Assignment
Filter this listing down to the lines that contain the word "usize", and copy them.

Records shown
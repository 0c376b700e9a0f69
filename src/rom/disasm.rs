//! Disassembler for CHIP-8 programs.
//!
//! Converts instruction words back to readable assembly, using the common
//! Cowgod-style mnemonics.

use crate::cpu::decode::{decode, Instruction};

/// Disassemble a single instruction word to text.
pub fn disassemble_instruction(word: u16) -> String {
    match decode(word) {
        Ok(decoded) => format_instruction(&decoded),
        Err(_) => format!("???? ; {:04X}", word),
    }
}

/// Disassemble a program image loaded at `origin`.
pub fn disassemble(bytes: &[u8], origin: u16) -> String {
    let mut output = String::new();
    output.push_str("; CHIP-8 Disassembly\n");
    output.push_str("; ------------------\n\n");

    for (n, pair) in bytes.chunks(2).enumerate() {
        let addr = origin as usize + n * 2;
        let word = u16::from_be_bytes([pair[0], pair.get(1).copied().unwrap_or(0)]);
        let line = disassemble_instruction(word);
        output.push_str(&format!("{:03X}: {:04X}  {}\n", addr, word, line));
    }

    output
}

/// Format a decoded instruction as assembly text.
pub fn format_instruction(instr: &Instruction) -> String {
    match *instr {
        // Display
        Instruction::Cls => "CLS".to_string(),
        Instruction::Draw { x, y, n } => format!("DRW V{:X}, V{:X}, {}", x, y, n),

        // Control
        Instruction::Ret => "RET".to_string(),
        Instruction::Jump { addr } => format!("JP {:03X}", addr),
        Instruction::Call { addr } => format!("CALL {:03X}", addr),
        Instruction::JumpOffset { addr } => format!("JP V0, {:03X}", addr),
        Instruction::SkipEqImm { x, nn } => format!("SE V{:X}, {:02X}", x, nn),
        Instruction::SkipNeImm { x, nn } => format!("SNE V{:X}, {:02X}", x, nn),
        Instruction::SkipEqReg { x, y } => format!("SE V{:X}, V{:X}", x, y),
        Instruction::SkipNeReg { x, y } => format!("SNE V{:X}, V{:X}", x, y),
        Instruction::SkipKeyPressed { x } => format!("SKP V{:X}", x),
        Instruction::SkipKeyReleased { x } => format!("SKNP V{:X}", x),
        Instruction::WaitKey { x } => format!("LD V{:X}, K", x),

        // Loads
        Instruction::LoadImm { x, nn } => format!("LD V{:X}, {:02X}", x, nn),
        Instruction::AddImm { x, nn } => format!("ADD V{:X}, {:02X}", x, nn),
        Instruction::Move { x, y } => format!("LD V{:X}, V{:X}", x, y),
        Instruction::Random { x, nn } => format!("RND V{:X}, {:02X}", x, nn),

        // ALU
        Instruction::Or { x, y } => format!("OR V{:X}, V{:X}", x, y),
        Instruction::And { x, y } => format!("AND V{:X}, V{:X}", x, y),
        Instruction::Xor { x, y } => format!("XOR V{:X}, V{:X}", x, y),
        Instruction::AddReg { x, y } => format!("ADD V{:X}, V{:X}", x, y),
        Instruction::SubReg { x, y } => format!("SUB V{:X}, V{:X}", x, y),
        Instruction::ShiftRight { x, y } => format!("SHR V{:X}, V{:X}", x, y),
        Instruction::SubReverse { x, y } => format!("SUBN V{:X}, V{:X}", x, y),
        Instruction::ShiftLeft { x, y } => format!("SHL V{:X}, V{:X}", x, y),

        // Timers
        Instruction::GetDelay { x } => format!("LD V{:X}, DT", x),
        Instruction::SetDelay { x } => format!("LD DT, V{:X}", x),
        Instruction::SetSound { x } => format!("LD ST, V{:X}", x),

        // Index & memory
        Instruction::LoadIndex { addr } => format!("LD I, {:03X}", addr),
        Instruction::AddIndex { x } => format!("ADD I, V{:X}", x),
        Instruction::LoadGlyph { x } => format!("LD F, V{:X}", x),
        Instruction::StoreBcd { x } => format!("LD B, V{:X}", x),
        Instruction::StoreRegs { x } => format!("LD [I], V{:X}", x),
        Instruction::LoadRegs { x } => format!("LD V{:X}, [I]", x),
    }
}

#[cfg(test)]
mod tests {
    use super::*;

    #[test]
    fn test_disassemble_cls() {
        assert_eq!(disassemble_instruction(0x00E0), "CLS");
    }

    #[test]
    fn test_disassemble_operands() {
        assert_eq!(disassemble_instruction(0x8AB4), "ADD VA, VB");
        assert_eq!(disassemble_instruction(0xD125), "DRW V1, V2, 5");
        assert_eq!(disassemble_instruction(0xA2F0), "LD I, 2F0");
        assert_eq!(disassemble_instruction(0xF50A), "LD V5, K");
        assert_eq!(disassemble_instruction(0xB123), "JP V0, 123");
    }

    #[test]
    fn test_disassemble_unknown() {
        assert_eq!(disassemble_instruction(0xE1FF), "???? ; E1FF");
    }

    #[test]
    fn test_listing() {
        let listing = disassemble(&[0x6A, 0x02, 0x12, 0x00], 0x200);
        assert!(listing.contains("200: 6A02  LD VA, 02"));
        assert!(listing.contains("202: 1200  JP 200"));
    }
}
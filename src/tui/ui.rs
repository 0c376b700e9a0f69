//! UI rendering for the debugger.

use ratatui::{
    prelude::*,
    widgets::{Block, Borders, Paragraph, List, ListItem},
    style::{Color, Style, Modifier},
};
use crate::cpu::display::{Display, DISPLAY_HEIGHT, DISPLAY_WIDTH};
use super::app::DebuggerApp;

/// Main draw function.
pub fn draw(frame: &mut Frame, app: &DebuggerApp) {
    let chunks = Layout::default()
        .direction(Direction::Horizontal)
        .constraints([
            Constraint::Length(DISPLAY_WIDTH as u16 + 2),
            Constraint::Min(30),
        ])
        .split(frame.area());

    // Left side: screen, registers and status
    let left_chunks = Layout::default()
        .direction(Direction::Vertical)
        .constraints([
            Constraint::Length(DISPLAY_HEIGHT as u16 / 2 + 2),
            Constraint::Length(8),
            Constraint::Length(3),
            Constraint::Min(0),
        ])
        .split(chunks[0]);

    draw_screen(frame, left_chunks[0], app);
    draw_registers(frame, left_chunks[1], app);
    draw_status(frame, left_chunks[2], app);
    draw_help(frame, left_chunks[3]);

    // Right side: code and memory
    let right_chunks = Layout::default()
        .direction(Direction::Vertical)
        .constraints([
            Constraint::Min(10),
            Constraint::Length(10),
        ])
        .split(chunks[1]);

    draw_disassembly(frame, right_chunks[0], app);
    draw_memory(frame, right_chunks[1], app);
}

/// Pack two pixel rows into each text row using half-block glyphs.
pub fn screen_lines(display: &Display) -> Vec<String> {
    (0..DISPLAY_HEIGHT / 2)
        .map(|row| {
            (0..DISPLAY_WIDTH)
                .map(|x| match (display.pixel(x, row * 2), display.pixel(x, row * 2 + 1)) {
                    (true, true) => '█',
                    (true, false) => '▀',
                    (false, true) => '▄',
                    (false, false) => ' ',
                })
                .collect()
        })
        .collect()
}

/// Draw the 64×32 frame buffer.
fn draw_screen(frame: &mut Frame, area: Rect, app: &DebuggerApp) {
    let lines: Vec<Line> = screen_lines(&app.cpu.display)
        .into_iter()
        .map(Line::from)
        .collect();

    let title = if app.cpu.sound_active() {
        format!(" {} ♪ ", app.rom.name)
    } else {
        format!(" {} ", app.rom.name)
    };

    let screen = Paragraph::new(lines)
        .style(Style::default().fg(Color::Green).bg(Color::Black))
        .block(Block::default()
            .title(title)
            .borders(Borders::ALL)
            .border_style(Style::default().fg(Color::Cyan)));

    frame.render_widget(screen, area);
}

/// Draw disassembly view around PC.
fn draw_disassembly(frame: &mut Frame, area: Rect, app: &DebuggerApp) {
    let disasm = app.get_disassembly((area.height as usize).saturating_sub(2));

    let items: Vec<ListItem> = disasm
        .iter()
        .map(|(addr, word, instr, is_current)| {
            let prefix = if *is_current { "▶ " } else { "  " };
            let bp = if app.breakpoints.contains(addr) { "●" } else { " " };
            let text = format!("{}{:03X}: {:04X}  {}", prefix, addr, word, instr);

            let style = if *is_current {
                Style::default().fg(Color::Yellow).add_modifier(Modifier::BOLD)
            } else if app.breakpoints.contains(addr) {
                Style::default().fg(Color::Red)
            } else {
                Style::default()
            };

            ListItem::new(format!("{} {}", bp, text)).style(style)
        })
        .collect();

    let list = List::new(items)
        .block(Block::default()
            .title(" Disassembly ")
            .borders(Borders::ALL)
            .border_style(Style::default().fg(Color::Cyan)));

    frame.render_widget(list, area);
}

/// Draw register, timer and stack state.
fn draw_registers(frame: &mut Frame, area: Rect, app: &DebuggerApp) {
    let regs = &app.cpu.regs;
    let value_style = Style::default().fg(Color::White);

    let bank = |range: std::ops::Range<usize>| -> Line<'static> {
        let spans: Vec<Span> = range
            .flat_map(|n| {
                vec![
                    Span::raw(format!("V{:X}:", n)),
                    Span::styled(format!("{:02X} ", regs.v[n]), value_style),
                ]
            })
            .collect();
        Line::from(spans)
    };

    let stack: Vec<String> = app.cpu.stack.entries().iter().map(|a| format!("{:03X}", a)).collect();

    let content = vec![
        bank(0..8),
        bank(8..16),
        Line::from(vec![
            Span::raw("PC: "),
            Span::styled(format!("{:03X}", regs.pc), Style::default().fg(Color::Yellow)),
            Span::raw("   I: "),
            Span::styled(format!("{:03X}", regs.i), value_style),
            Span::raw("   DT: "),
            Span::styled(format!("{:02X}", app.cpu.timers.delay), value_style),
            Span::raw("   ST: "),
            Span::styled(format!("{:02X}", app.cpu.timers.sound), value_style),
        ]),
        Line::from(vec![
            Span::raw("Stack: "),
            Span::styled(
                if stack.is_empty() { "-".to_string() } else { stack.join(" ") },
                value_style,
            ),
        ]),
        Line::from(vec![
            Span::raw("Cycles: "),
            Span::styled(format!("{}", app.cpu.cycles), Style::default().fg(Color::Cyan)),
            Span::raw("   State: "),
            if app.faulted {
                Span::styled("Faulted", Style::default().fg(Color::Red))
            } else if app.running {
                Span::styled("Running", Style::default().fg(Color::Green))
            } else {
                Span::styled("Paused", Style::default().fg(Color::Yellow))
            },
        ]),
    ];

    let paragraph = Paragraph::new(content)
        .block(Block::default()
            .title(" Registers ")
            .borders(Borders::ALL)
            .border_style(Style::default().fg(Color::Green)));

    frame.render_widget(paragraph, area);
}

/// Draw memory view starting at I.
fn draw_memory(frame: &mut Frame, area: Rect, app: &DebuggerApp) {
    let visible_rows = (area.height as usize).saturating_sub(2);
    let base = app.cpu.regs.i as usize + app.mem_scroll * 8;

    let items: Vec<ListItem> = (0..visible_rows)
        .filter_map(|row| {
            let addr = base + row * 8;
            let bytes = app.cpu.mem.dump(addr, 8);
            if bytes.is_empty() {
                return None;
            }

            let hex: Vec<String> = bytes.iter().map(|(_, b)| format!("{:02X}", b)).collect();
            let style = if bytes.iter().any(|(_, b)| *b != 0) {
                Style::default().fg(Color::White)
            } else {
                Style::default().fg(Color::DarkGray)
            };

            Some(ListItem::new(format!("{:03X}: {}", addr, hex.join(" "))).style(style))
        })
        .collect();

    let list = List::new(items)
        .block(Block::default()
            .title(" Memory @ I ")
            .borders(Borders::ALL)
            .border_style(Style::default().fg(Color::Magenta)));

    frame.render_widget(list, area);
}

/// Draw status bar.
fn draw_status(frame: &mut Frame, area: Rect, app: &DebuggerApp) {
    let status = Paragraph::new(app.status.clone())
        .style(Style::default().fg(Color::White))
        .block(Block::default()
            .title(" Status ")
            .borders(Borders::ALL));

    frame.render_widget(status, area);
}

/// Draw help panel.
fn draw_help(frame: &mut Frame, area: Rect) {
    let help = Paragraph::new(vec![
        Line::from("n: Step  p: Run/Pause  t: Tick  b: Breakpoint"),
        Line::from("o: Reset  ↑↓: Scroll memory  Esc: Quit"),
        Line::from("Keypad: 1234 / QWER / ASDF / ZXCV"),
    ])
    .style(Style::default().fg(Color::DarkGray))
    .block(Block::default()
        .title(" Help ")
        .borders(Borders::ALL));

    frame.render_widget(help, area);
}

Task solution
        let addr = origin as usize + n * 2;
    let disasm = app.get_disassembly((area.height as usize).saturating_sub(2));
    let bank = |range: std::ops::Range<usize>| -> Line<'static> {
    let visible_rows = (area.height as usize).saturating_sub(2);
    let base = app.cpu.regs.i as usize + app.mem_scroll * 8;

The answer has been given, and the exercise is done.